**EXERCISE BRIEF**
Which lines in the data contain the word "Some"? Please copy each of them.

**EXCERPTED RECORDS**
# # # # # # #
//! Page fetching. Static mode is a plain GET; dynamic mode proxies
//! through an external rendering service when one is configured.

use std::time::Duration;

use {async_trait::async_trait, serde::Deserialize, thiserror::Error, tracing::debug, url::Url};

#[derive(Debug, Clone, Copy, PartialEq, Eq)]
pub enum FetchMode {
    Static,
    Dynamic,
}

#[derive(Debug, Clone)]
pub struct FetchedPage {
    pub final_url: Url,
    pub status: u16,
    pub content: String,
}

#[derive(Debug, Error)]
pub enum FetchError {
    #[error("request timed out fetching {url}")]
    Timeout { url: String },

    #[error("fetch failed for {url}: {message}")]
    Transport { url: String, message: String },

    #[error("{url} returned HTTP {status}")]
    Status { url: String, status: u16 },
}

#[async_trait]
pub trait Fetcher: Send + Sync {
    async fn fetch(&self, url: &Url, mode: FetchMode) -> Result<FetchedPage, FetchError>;
}

/// Production fetcher.
pub struct HttpFetcher {
    client: reqwest::Client,
    timeout: Duration,
    /// Dynamic-render service endpoint; `None` degrades dynamic fetches to
    /// static ones.
    render_service_url: Option<String>,
}

const USER_AGENT: &str = concat!("quarry/", env!("CARGO_PKG_VERSION"));

#[derive(Debug, Deserialize)]
struct RenderResponse {
    html: String,
    #[serde(default)]
    status: Option<u16>,
}

impl HttpFetcher {
    #[must_use]
    pub fn new(
        client: reqwest::Client,
        timeout: Duration,
        render_service_url: Option<String>,
    ) -> Self {
        Self {
            client,
            timeout,
            render_service_url,
        }
    }

    async fn fetch_static(&self, url: &Url) -> Result<FetchedPage, FetchError> {
        let response = self
            .client
            .get(url.clone())
            .header(reqwest::header::USER_AGENT, USER_AGENT)
            .timeout(self.timeout)
            .send()
            .await
            .map_err(|e| to_fetch_error(url, &e))?;

        let status = response.status().as_u16();
        let final_url = response.url().clone();
        if !(200..300).contains(&status) {
            return Err(FetchError::Status {
                url: url.to_string(),
                status,
            });
        }
        let content = response
            .text()
            .await
            .map_err(|e| to_fetch_error(url, &e))?;
        Ok(FetchedPage {
            final_url,
            status,
            content,
        })
    }

    async fn fetch_dynamic(&self, url: &Url, endpoint: &str) -> Result<FetchedPage, FetchError> {
        let response = self
            .client
            .post(endpoint)
            .timeout(self.timeout)
            .json(&serde_json::json!({"url": url.as_str()}))
            .send()
            .await
            .map_err(|e| to_fetch_error(url, &e))?;

        let status = response.status().as_u16();
        if !(200..300).contains(&status) {
            return Err(FetchError::Status {
                url: url.to_string(),
                status,
            });
        }
        let rendered: RenderResponse = response.json().await.map_err(|e| to_fetch_error(url, &e))?;
        Ok(FetchedPage {
            final_url: url.clone(),
            status: rendered.status.unwrap_or(200),
            content: rendered.html,
        })
    }
}

fn to_fetch_error(url: &Url, e: &reqwest::Error) -> FetchError {
    if e.is_timeout() {
        FetchError::Timeout {
            url: url.to_string(),
        }
    } else {
        FetchError::Transport {
            url: url.to_string(),
            message: e.to_string(),
        }
    }
}

#[async_trait]
impl Fetcher for HttpFetcher {
    async fn fetch(&self, url: &Url, mode: FetchMode) -> Result<FetchedPage, FetchError> {
        match (mode, self.render_service_url.as_deref()) {
            (FetchMode::Dynamic, Some(endpoint)) => self.fetch_dynamic(url, endpoint).await,
            (FetchMode::Dynamic, None) => {
                debug!(url = %url, "no render service configured, fetching statically");
                self.fetch_static(url).await
            },
            (FetchMode::Static, _) => self.fetch_static(url).await,
        }
    }
}
//! Service configuration: environment variables, tier limits, and the
//! remote JSON overlay (blocklist, log filters, model defaults, tier
//! settings) fetched from a bucket on a TTL.

pub mod env;
pub mod error;
pub mod remote;
pub mod tiers;

pub use {
    env::ServiceConfig,
    error::{Error, Result},
    remote::{ModelDefaults, RemoteConfig},
    tiers::{TierLimits, TierOverride, TierTable},
};
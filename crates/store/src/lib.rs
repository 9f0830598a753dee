//! Persistent state: jobs, per-page results, fallback chains, provider
//! keys, webhooks, deliveries, and key-suspension records.
//!
//! Every consumer talks to the trait objects in [`traits`]; the SQLite
//! implementation backs production and the in-memory one backs tests.

pub mod error;
pub mod memory;
pub mod sqlite;
pub mod traits;
pub mod types;

pub use {
    error::{Error, Result},
    memory::InMemoryStore,
    sqlite::SqliteStore,
    traits::{AuthStore, ChainStore, JobStore, KeyStore, SuspensionStore, WebhookStore},
};

/// Run database migrations. Call once at startup before constructing
/// [`SqliteStore::with_pool`].
pub async fn run_migrations(pool: &sqlx::SqlitePool) -> Result<()> {
    sqlx::migrate!("./migrations")
        .set_ignore_missing(true)
        .run(pool)
        .await?;
    Ok(())
}
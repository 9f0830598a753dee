//! HTTP surface: extraction endpoints, job queries with SSE streaming,
//! key/chain/webhook management, and admin routes.

pub mod auth;
pub mod error;
pub mod routes;
pub mod server;
pub mod state;

pub use {
    error::{ApiError, ApiResult},
    server::{build_router, serve},
    state::AppState,
};
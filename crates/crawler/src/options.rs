//! Per-job crawl options, serialized onto the job row.

use serde::{Deserialize, Serialize};

/// Hard ceiling on per-job worker count.
pub const MAX_CONCURRENCY: usize = 10;
/// Default per-job worker count.
pub const DEFAULT_CONCURRENCY: usize = 3;

#[derive(Debug, Clone, Serialize, Deserialize)]
#[serde(default)]
pub struct CrawlOptions {
    pub max_depth: u32,
    /// Cap on distinct URLs entering the frontier.
    pub max_urls: u32,
    /// Cap on extracted pages; 0 = unlimited.
    pub max_pages: u32,
    pub same_domain_only: bool,
    pub use_sitemap: bool,
    /// Only links matching this regex are enqueued.
    pub follow_pattern: Option<String>,
    /// Only anchors matching this CSS selector contribute candidates.
    pub follow_selector: Option<String>,
    pub concurrency: usize,
    /// Render pages through the dynamic (browser) fetcher.
    pub dynamic: bool,
    /// Run extraction on seed URLs themselves (always on in sitemap mode).
    pub extract_from_seeds: bool,
    // Off by default to match observed production behavior; exposed so
    // general-purpose crawls can opt in.
    pub honour_robots_txt: bool,
    pub honour_crawl_delay: bool,
}

impl Default for CrawlOptions {
    fn default() -> Self {
        Self {
            max_depth: 2,
            max_urls: 100,
            max_pages: 0,
            same_domain_only: true,
            use_sitemap: false,
            follow_pattern: None,
            follow_selector: None,
            concurrency: DEFAULT_CONCURRENCY,
            dynamic: false,
            extract_from_seeds: true,
            honour_robots_txt: false,
            honour_crawl_delay: false,
        }
    }
}

impl CrawlOptions {
    /// Worker count clamped to `1..=MAX_CONCURRENCY`.
    #[must_use]
    pub fn effective_concurrency(&self) -> usize {
        self.concurrency.clamp(1, MAX_CONCURRENCY)
    }

    /// Sitemap mode is batch single-page extraction: no link discovery,
    /// seeds are extracted directly, selectors are ignored.
    #[must_use]
    pub fn for_sitemap_mode(mut self) -> Self {
        self.max_depth = 0;
        self.extract_from_seeds = true;
        self.follow_selector = None;
        self
    }
}
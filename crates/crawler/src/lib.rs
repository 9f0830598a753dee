//! URL discovery and the bounded-concurrency crawl engine.

pub mod engine;
pub mod fetch;
pub mod frontier;
pub mod links;
pub mod options;
pub mod politeness;
pub mod robots;
pub mod sitemap;

pub use {
    engine::{
        BalanceCheckFn, CrawlCallbacks, CrawlEngine, CrawlJob, CrawlSummary, OnResultFn,
        OnUrlsQueuedFn, PageOutcome, PageOutcomeKind, StopReason,
    },
    fetch::{FetchError, FetchMode, FetchedPage, Fetcher, HttpFetcher},
    frontier::{Frontier, QueuedUrl, canonicalize},
    options::CrawlOptions,
};
//! Sitemap discovery and parsing.

use {
    quick_xml::{Reader, events::Event},
    tracing::debug,
    url::Url,
};

use crate::fetch::{FetchMode, Fetcher};

/// Nested sitemaps followed from a sitemap index.
const MAX_NESTED_SITEMAPS: usize = 5;

/// Try `{origin}/sitemap.xml`; returns the seed URLs when one exists.
pub async fn discover(fetcher: &dyn Fetcher, start: &Url) -> Option<Vec<Url>> {
    let origin = start.join("/sitemap.xml").ok()?;
    let page = fetcher.fetch(&origin, FetchMode::Static).await.ok()?;

    let (urls, nested) = parse(&page.content);
    let mut seeds: Vec<Url> = urls.iter().filter_map(|u| Url::parse(u).ok()).collect();

    // A sitemap index lists further sitemaps instead of pages.
    for sitemap_url in nested.into_iter().take(MAX_NESTED_SITEMAPS) {
        let Ok(url) = Url::parse(&sitemap_url) else {
            continue;
        };
        if let Ok(page) = fetcher.fetch(&url, FetchMode::Static).await {
            let (urls, _) = parse(&page.content);
            seeds.extend(urls.iter().filter_map(|u| Url::parse(u).ok()));
        }
    }

    if seeds.is_empty() {
        debug!(url = %origin, "sitemap fetched but contained no URLs");
        return None;
    }
    Some(seeds)
}

/// Extract `<loc>` values, split into page URLs and nested sitemap URLs.
#[must_use]
pub fn parse(xml: &str) -> (Vec<String>, Vec<String>) {
    let mut reader = Reader::from_str(xml);
    reader.config_mut().trim_text(true);

    let mut pages = Vec::new();
    let mut sitemaps = Vec::new();
    let mut in_loc = false;
    let mut in_sitemap_entry = false;

    loop {
        match reader.read_event() {
            Ok(Event::Start(e)) => match e.local_name().as_ref() {
                b"loc" => in_loc = true,
                b"sitemap" => in_sitemap_entry = true,
                _ => {},
            },
            Ok(Event::End(e)) => match e.local_name().as_ref() {
                b"loc" => in_loc = false,
                b"sitemap" => in_sitemap_entry = false,
                _ => {},
            },
            Ok(Event::Text(text)) if in_loc => {
                if let Ok(value) = text.unescape() {
                    let value = value.trim().to_string();
                    if !value.is_empty() {
                        if in_sitemap_entry {
                            sitemaps.push(value);
                        } else {
                            pages.push(value);
                        }
                    }
                }
            },
            Ok(Event::Eof) => break,
            Err(_) => break,
            _ => {},
        }
    }

    (pages, sitemaps)
}

#[allow(clippy::unwrap_used)]
#[cfg(test)]
mod tests {
    use super::*;

    #[test]
    fn parses_urlset() {
        let xml = r#"<?xml version="1.0" encoding="UTF-8"?>
            <urlset xmlns="http://www.sitemaps.org/schemas/sitemap/0.9">
              <url><loc>https://example.com/</loc><lastmod>2024-01-01</lastmod></url>
              <url><loc>https://example.com/about</loc></url>
              <url><loc> https://example.com/blog </loc></url>
            </urlset>"#;

        let (pages, sitemaps) = parse(xml);
        assert_eq!(pages, vec![
            "https://example.com/",
            "https://example.com/about",
            "https://example.com/blog",
        ]);
        assert!(sitemaps.is_empty());
    }

    #[test]
    fn parses_sitemap_index() {
        let xml = r#"<sitemapindex xmlns="http://www.sitemaps.org/schemas/sitemap/0.9">
              <sitemap><loc>https://example.com/sitemap-posts.xml</loc></sitemap>
              <sitemap><loc>https://example.com/sitemap-pages.xml</loc></sitemap>
            </sitemapindex>"#;

        let (pages, sitemaps) = parse(xml);
        assert!(pages.is_empty());
        assert_eq!(sitemaps.len(), 2);
    }

    #[test]
    fn malformed_xml_yields_nothing() {
        let (pages, sitemaps) = parse("this is not xml <loc>");
        assert!(pages.is_empty());
        assert!(sitemaps.is_empty());
    }
}
//! Chain resolution and the category-aware fallback executor.

pub mod executor;
pub mod resolver;

pub use {
    executor::{FallbackExecutor, FallbackResult},
    resolver::ConfigResolver,
};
# # # # # # #
**EXERCISE SOLUTION**
            (FetchMode::Dynamic, Some(endpoint)) => self.fetch_dynamic(url, endpoint).await,
    Some(seeds)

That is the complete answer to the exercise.